Created on 08-07-2014 08:43 AM - edited 09-16-2022 02:04 AM
I have pipe-delimited text files in HDFS (lines delimited by new line), and a parquet table:
CREATE EXTERNAL TABLE IF NOT EXISTS table_parquet(
TRADE_DATE TIMESTAMP,
[removed for brevity]
FILLER STRING
)
PARTITIONED BY(REGION STRING)
ROW FORMAT DELIMITED FIELDS TERMINATED BY '|' LINES TERMINATED BY '\n'
STORED AS PARQUET
LOCATION 'hdfs://path/to/location/';
ALTER TABLE table_parquet ADD PARTITION(REGION ='euro')
LOCATION 'hdfs://path/to/location/euro';
However, when I try to query the table, I get
Backend 0:File hdfs://path/to/file.txt is invalid. Invalid file footer: |
I have tried inserting spaces between the last pipe and the newline, and I've tried removing the last pipe, but no luck.
Any ideas what I'm doing wrong?
Edit: This is Impala 1.4.0
Created 09-13-2014 01:26 PM
The ROW FORMAT clause only applies to tables using the text format. STORED AS PARQUET means the table expects the data to already be in Parquet format. You will need to make 2 tables. One table with no STORED AS clause but with ROW FORMAT DELIMITED etc. You will be able to query this table after you move the delimited data files into the table directory and REFRESH the table). Then another (empty) table with the same columns and a STORED AS PARQUET clause. Then to convert the data to Parquet, you do:
insert into parquet_table select * from text_table;
John
Created 08-15-2014 11:25 AM
i read also the same issue with comma separaed csv format. a bit different is, I am running old 1.2.4 still. please could expert shed some light on this. thanks
thanks
Jason
Created 09-13-2014 01:26 PM
The ROW FORMAT clause only applies to tables using the text format. STORED AS PARQUET means the table expects the data to already be in Parquet format. You will need to make 2 tables. One table with no STORED AS clause but with ROW FORMAT DELIMITED etc. You will be able to query this table after you move the delimited data files into the table directory and REFRESH the table). Then another (empty) table with the same columns and a STORED AS PARQUET clause. Then to convert the data to Parquet, you do:
insert into parquet_table select * from text_table;
John
Created on 10-20-2015 09:33 AM - edited 10-20-2015 09:55 AM
In addition to what John Russell suggests (which works great), ensure you remove any partitions and the source HDFS files from any partitions/tables created incorrectly as parquet.

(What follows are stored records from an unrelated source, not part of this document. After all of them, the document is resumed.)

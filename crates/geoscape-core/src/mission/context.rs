//! Explicit context handed to missions, tasks and the Overmind.
//!
//! There is no global "current game". Whatever a mission may touch during a
//! step is borrowed into a [`GeoContext`] by the driver.

use std::collections::VecDeque;

use hecs::{Entity, World};
use rand::Rng;
use rand_chacha::ChaCha8Rng;
use tracing::debug;

use super::{Mission, MissionSignal};
use crate::components::{Craft, GeoPosition, Radar, Side, Site, SiteKind};
use crate::config::GeoConfig;
use crate::events::{GeoEventKind, GeoEventQueue};
use crate::time::{Agenda, GameTime};

/// Signals raised for other craft during a step, delivered after it
#[derive(Debug, Default)]
pub struct SignalQueue {
    queue: VecDeque<(Entity, MissionSignal)>,
}

impl SignalQueue {
    pub fn push(&mut self, target: Entity, signal: MissionSignal) {
        self.queue.push_back((target, signal));
    }

    pub fn pop(&mut self) -> Option<(Entity, MissionSignal)> {
        self.queue.pop_front()
    }

    pub fn len(&self) -> usize {
        self.queue.len()
    }

    pub fn is_empty(&self) -> bool {
        self.queue.is_empty()
    }
}

pub struct GeoContext<'a> {
    pub world: &'a mut World,
    pub agenda: &'a mut Agenda,
    pub events: &'a mut GeoEventQueue,
    pub rng: &'a mut ChaCha8Rng,
    pub config: &'a GeoConfig,
    pub signals: &'a mut SignalQueue,
}

impl GeoContext<'_> {
    pub fn now(&self) -> GameTime {
        self.agenda.now()
    }

    pub fn emit(&mut self, kind: GeoEventKind) {
        self.events.push(self.agenda.now(), kind);
    }

    /// Queue a signal for another craft's mission
    pub fn signal(&mut self, target: Entity, signal: MissionSignal) {
        self.signals.push(target, signal);
    }

    pub fn craft_position(&self, craft: Entity) -> Option<GeoPosition> {
        self.world.get::<&Craft>(craft).ok().map(|c| c.position)
    }

    pub fn site_position(&self, site: Entity) -> Option<GeoPosition> {
        self.world.get::<&Site>(site).ok().map(|s| s.position)
    }

    pub fn site_kind(&self, site: Entity) -> Option<SiteKind> {
        self.world.get::<&Site>(site).ok().map(|s| s.kind)
    }

    /// Inside a base radar or the radar of an airborne X-Corp craft
    pub fn is_visible(&self, target: Entity) -> bool {
        let Some(position) = self.craft_position(target) else {
            return false;
        };

        let by_base = self
            .world
            .query::<(&Site, &Radar)>()
            .iter()
            .any(|(_, (site, radar))| {
                site.is_base() && site.position.distance_km(&position) <= radar.range_km
            });
        if by_base {
            return true;
        }

        self.world
            .query::<&Craft>()
            .iter()
            .any(|(entity, craft)| {
                entity != target
                    && craft.side == Side::XCorp
                    && craft.is_airborne()
                    && craft.radar_range_km > 0.0
                    && craft.position.distance_km(&position) <= craft.radar_range_km
            })
    }

    /// Sites of `kind`, in a stable order
    pub fn sites_of_kind(&self, kind: SiteKind) -> Vec<Entity> {
        let mut sites: Vec<Entity> = self
            .world
            .query::<&Site>()
            .iter()
            .filter(|(_, site)| site.kind == kind)
            .map(|(entity, _)| entity)
            .collect();
        sites.sort_by_key(|e| e.to_bits());
        sites
    }

    pub fn random_site(&mut self, kind: SiteKind) -> Option<Entity> {
        let sites = self.sites_of_kind(kind);
        if sites.is_empty() {
            return None;
        }
        let index = self.rng.gen_range(0..sites.len());
        Some(sites[index])
    }

    pub fn nearest_site(
        &self,
        position: &GeoPosition,
        kind: SiteKind,
        exclude: Option<Entity>,
    ) -> Option<Entity> {
        self.sites_of_kind(kind)
            .into_iter()
            .filter(|site| Some(*site) != exclude)
            .filter_map(|site| Some((site, self.site_position(site)?.distance_km(position))))
            .min_by(|a, b| a.1.total_cmp(&b.1))
            .map(|(site, _)| site)
    }

    /// Remove a craft from the map: its mission concludes, its hunters are
    /// told the prey is gone, then the entity is despawned.
    pub fn retire_craft(&mut self, craft: Entity) {
        if let Ok(mut mission) = self.world.remove_one::<Mission>(craft) {
            mission.handle(self, craft, MissionSignal::CraftDestroyed);
        }

        let hunters = self
            .world
            .get::<&Craft>(craft)
            .map(|c| c.hunters.clone())
            .unwrap_or_default();
        for hunter in hunters {
            self.signal(hunter, MissionSignal::PreyGone);
        }

        if self.world.despawn(craft).is_ok() {
            debug!(?craft, "craft retired");
        }
    }
}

In my case, I was inserting the data into a table stored as text, then transfering to a parquet type storage table successfully. However, my query was still throwing an "invalid file footer" error because I had invalid partitions that hadn't been completely dropped/deleted from HDFS, specfifically:
/user/hive/warehouse/<databasename>/<table_name>/<partition>
Created on 12-01-2015 11:43 AM - edited 12-01-2015 03:38 PM
Hi
We are also facing the same issue of invalid file footer, the table is created as follows :
2 tables created
CREATE EXTERNAL TABLE ABC_TEXT (
NAME STRING,
ID INT,
PHONE INT)
PARTITION BY (Customer_id INT)
ROW FORMAT DELIMITED
FIELDS TERMINATED BY ';'
STORED AS TEXTFILE
LOCATION '/USER/ABC_TEXT ;
CREATE EXTERNAL TABLE ABC_PARQUET (
NAME STRING,
ID INT,
PHONE INT )
PARTITION BY (Customer_id INT)
STORED AS PARQUET
LOCATION '/USER/ABC_PARQUET' ;
Then run the insert script, which inserts data perfectly but when queried on parquet table getting following error
Error:
Caused by: java.sql.SQLException: [Simba][ImpalaJDBCDriver](500312) Error in fetching data rows:
Invalid file footer
Please let me know what I am doing wrong.